> _Task statement_
Could you copy each line of the entries that contains "OnConfirm"?

> _Data supplied_

====

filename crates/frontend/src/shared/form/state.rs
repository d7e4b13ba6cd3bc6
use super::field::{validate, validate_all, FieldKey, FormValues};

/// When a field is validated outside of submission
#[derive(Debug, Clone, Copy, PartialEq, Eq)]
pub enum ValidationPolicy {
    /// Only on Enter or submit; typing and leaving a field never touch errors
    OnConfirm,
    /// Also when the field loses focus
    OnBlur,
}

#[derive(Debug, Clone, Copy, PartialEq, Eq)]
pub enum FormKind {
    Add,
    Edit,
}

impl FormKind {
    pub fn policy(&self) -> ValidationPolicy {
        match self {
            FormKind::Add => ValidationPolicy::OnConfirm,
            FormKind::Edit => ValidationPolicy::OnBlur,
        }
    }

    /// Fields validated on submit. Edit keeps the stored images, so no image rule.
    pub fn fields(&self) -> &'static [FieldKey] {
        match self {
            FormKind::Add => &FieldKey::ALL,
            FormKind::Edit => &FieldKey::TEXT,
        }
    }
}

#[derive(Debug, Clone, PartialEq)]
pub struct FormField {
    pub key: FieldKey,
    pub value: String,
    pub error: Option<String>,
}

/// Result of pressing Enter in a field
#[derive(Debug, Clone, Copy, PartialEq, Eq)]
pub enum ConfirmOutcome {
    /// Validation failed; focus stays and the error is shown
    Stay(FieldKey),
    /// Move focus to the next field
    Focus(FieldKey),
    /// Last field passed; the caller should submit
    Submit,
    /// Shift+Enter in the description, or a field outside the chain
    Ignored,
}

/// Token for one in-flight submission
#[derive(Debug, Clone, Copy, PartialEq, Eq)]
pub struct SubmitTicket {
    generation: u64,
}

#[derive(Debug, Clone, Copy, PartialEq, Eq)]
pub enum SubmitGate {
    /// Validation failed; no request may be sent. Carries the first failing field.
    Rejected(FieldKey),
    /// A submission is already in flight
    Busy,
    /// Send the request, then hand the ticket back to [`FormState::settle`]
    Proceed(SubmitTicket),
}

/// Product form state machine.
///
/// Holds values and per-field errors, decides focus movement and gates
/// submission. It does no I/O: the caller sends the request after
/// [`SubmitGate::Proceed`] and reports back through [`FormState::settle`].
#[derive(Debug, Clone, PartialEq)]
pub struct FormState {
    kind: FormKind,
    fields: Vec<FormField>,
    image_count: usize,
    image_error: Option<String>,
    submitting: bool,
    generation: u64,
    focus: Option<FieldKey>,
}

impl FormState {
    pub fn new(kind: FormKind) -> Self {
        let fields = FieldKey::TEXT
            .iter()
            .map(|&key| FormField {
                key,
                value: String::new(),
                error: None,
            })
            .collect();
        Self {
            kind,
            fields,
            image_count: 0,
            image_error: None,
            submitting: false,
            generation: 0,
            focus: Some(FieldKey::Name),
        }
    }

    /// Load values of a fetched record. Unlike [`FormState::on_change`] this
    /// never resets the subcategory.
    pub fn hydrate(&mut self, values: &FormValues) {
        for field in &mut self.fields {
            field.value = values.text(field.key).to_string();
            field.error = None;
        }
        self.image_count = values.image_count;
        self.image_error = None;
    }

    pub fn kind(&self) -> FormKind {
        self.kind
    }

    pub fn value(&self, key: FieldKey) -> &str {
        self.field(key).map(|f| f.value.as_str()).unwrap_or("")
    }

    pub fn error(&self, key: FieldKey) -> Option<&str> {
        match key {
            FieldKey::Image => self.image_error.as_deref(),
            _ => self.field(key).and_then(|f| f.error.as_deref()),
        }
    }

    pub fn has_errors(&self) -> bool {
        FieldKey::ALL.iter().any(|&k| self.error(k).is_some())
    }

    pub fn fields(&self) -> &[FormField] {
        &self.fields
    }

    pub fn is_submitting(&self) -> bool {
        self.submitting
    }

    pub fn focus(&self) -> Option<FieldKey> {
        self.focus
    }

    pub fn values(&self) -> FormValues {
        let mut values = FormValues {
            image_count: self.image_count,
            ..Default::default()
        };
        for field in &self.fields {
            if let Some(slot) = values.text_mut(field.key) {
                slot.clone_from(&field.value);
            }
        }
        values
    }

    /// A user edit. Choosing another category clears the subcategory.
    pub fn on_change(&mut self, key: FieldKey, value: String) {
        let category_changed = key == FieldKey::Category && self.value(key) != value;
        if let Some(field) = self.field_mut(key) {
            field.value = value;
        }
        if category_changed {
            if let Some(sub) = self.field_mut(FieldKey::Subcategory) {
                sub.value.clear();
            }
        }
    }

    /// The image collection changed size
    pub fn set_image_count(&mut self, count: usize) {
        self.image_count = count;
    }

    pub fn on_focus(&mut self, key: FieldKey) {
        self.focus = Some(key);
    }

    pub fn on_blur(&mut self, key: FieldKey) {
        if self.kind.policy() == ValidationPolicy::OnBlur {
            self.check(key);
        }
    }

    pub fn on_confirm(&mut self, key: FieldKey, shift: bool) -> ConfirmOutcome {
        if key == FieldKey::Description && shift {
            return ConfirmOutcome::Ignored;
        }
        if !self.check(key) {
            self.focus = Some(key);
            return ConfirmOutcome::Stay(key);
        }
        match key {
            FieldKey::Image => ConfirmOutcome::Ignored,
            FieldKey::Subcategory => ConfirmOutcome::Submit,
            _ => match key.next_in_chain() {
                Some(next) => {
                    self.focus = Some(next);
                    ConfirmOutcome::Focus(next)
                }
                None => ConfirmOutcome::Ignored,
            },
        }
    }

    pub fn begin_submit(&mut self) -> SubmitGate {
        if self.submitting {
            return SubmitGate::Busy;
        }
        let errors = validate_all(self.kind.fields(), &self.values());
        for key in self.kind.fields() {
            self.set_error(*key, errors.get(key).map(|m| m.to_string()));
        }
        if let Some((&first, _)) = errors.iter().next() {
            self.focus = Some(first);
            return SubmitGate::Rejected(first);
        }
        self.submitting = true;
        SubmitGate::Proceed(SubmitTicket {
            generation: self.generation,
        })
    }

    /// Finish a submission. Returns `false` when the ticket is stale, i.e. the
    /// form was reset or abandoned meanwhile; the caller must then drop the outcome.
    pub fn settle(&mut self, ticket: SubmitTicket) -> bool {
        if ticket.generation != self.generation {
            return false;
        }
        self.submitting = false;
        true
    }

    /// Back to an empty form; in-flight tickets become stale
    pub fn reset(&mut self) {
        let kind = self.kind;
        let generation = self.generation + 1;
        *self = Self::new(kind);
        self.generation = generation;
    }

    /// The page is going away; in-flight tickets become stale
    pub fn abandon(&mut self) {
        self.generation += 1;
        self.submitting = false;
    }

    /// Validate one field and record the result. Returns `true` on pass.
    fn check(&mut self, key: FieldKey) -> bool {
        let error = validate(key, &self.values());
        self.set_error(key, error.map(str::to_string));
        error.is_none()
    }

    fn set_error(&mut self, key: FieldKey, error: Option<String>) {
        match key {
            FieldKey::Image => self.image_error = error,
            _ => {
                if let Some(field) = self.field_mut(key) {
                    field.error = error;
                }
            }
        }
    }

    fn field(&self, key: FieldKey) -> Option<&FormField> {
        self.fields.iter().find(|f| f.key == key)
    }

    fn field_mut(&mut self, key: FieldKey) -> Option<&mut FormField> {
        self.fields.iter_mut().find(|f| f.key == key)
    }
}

====

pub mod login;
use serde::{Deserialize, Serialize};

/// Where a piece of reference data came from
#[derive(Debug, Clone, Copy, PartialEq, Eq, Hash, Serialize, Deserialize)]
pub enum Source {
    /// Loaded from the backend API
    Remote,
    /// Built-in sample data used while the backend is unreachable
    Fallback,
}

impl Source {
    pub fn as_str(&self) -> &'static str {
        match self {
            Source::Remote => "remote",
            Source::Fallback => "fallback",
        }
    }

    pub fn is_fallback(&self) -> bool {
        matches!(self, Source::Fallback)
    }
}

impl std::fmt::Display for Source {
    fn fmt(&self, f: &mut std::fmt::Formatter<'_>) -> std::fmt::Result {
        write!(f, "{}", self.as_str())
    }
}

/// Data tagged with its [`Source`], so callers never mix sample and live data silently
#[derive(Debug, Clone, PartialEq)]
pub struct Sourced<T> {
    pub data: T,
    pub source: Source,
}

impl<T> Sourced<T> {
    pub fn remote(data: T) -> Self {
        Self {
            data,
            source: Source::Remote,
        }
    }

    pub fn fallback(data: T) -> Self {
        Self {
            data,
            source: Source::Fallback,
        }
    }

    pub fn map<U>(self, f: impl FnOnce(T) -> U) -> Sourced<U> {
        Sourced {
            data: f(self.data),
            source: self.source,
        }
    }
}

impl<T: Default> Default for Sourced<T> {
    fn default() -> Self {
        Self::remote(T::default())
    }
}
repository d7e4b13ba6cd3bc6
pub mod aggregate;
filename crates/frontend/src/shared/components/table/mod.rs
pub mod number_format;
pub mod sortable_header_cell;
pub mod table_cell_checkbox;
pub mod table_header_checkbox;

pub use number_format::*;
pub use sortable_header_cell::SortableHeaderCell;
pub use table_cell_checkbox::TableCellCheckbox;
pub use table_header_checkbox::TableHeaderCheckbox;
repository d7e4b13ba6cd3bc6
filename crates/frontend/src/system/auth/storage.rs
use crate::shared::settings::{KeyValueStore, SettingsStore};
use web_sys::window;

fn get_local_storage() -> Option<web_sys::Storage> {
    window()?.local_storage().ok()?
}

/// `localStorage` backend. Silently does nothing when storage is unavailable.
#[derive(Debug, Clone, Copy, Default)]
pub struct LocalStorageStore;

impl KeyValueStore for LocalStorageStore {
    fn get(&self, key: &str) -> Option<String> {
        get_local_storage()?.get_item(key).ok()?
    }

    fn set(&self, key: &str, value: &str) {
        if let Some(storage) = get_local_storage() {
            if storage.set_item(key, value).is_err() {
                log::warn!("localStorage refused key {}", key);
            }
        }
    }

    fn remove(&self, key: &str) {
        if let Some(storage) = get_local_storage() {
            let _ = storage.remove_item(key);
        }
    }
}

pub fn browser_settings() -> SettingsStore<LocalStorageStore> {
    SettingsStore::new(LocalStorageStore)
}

====

> _Final answer_
    OnConfirm,
            FormKind::Add => ValidationPolicy::OnConfirm,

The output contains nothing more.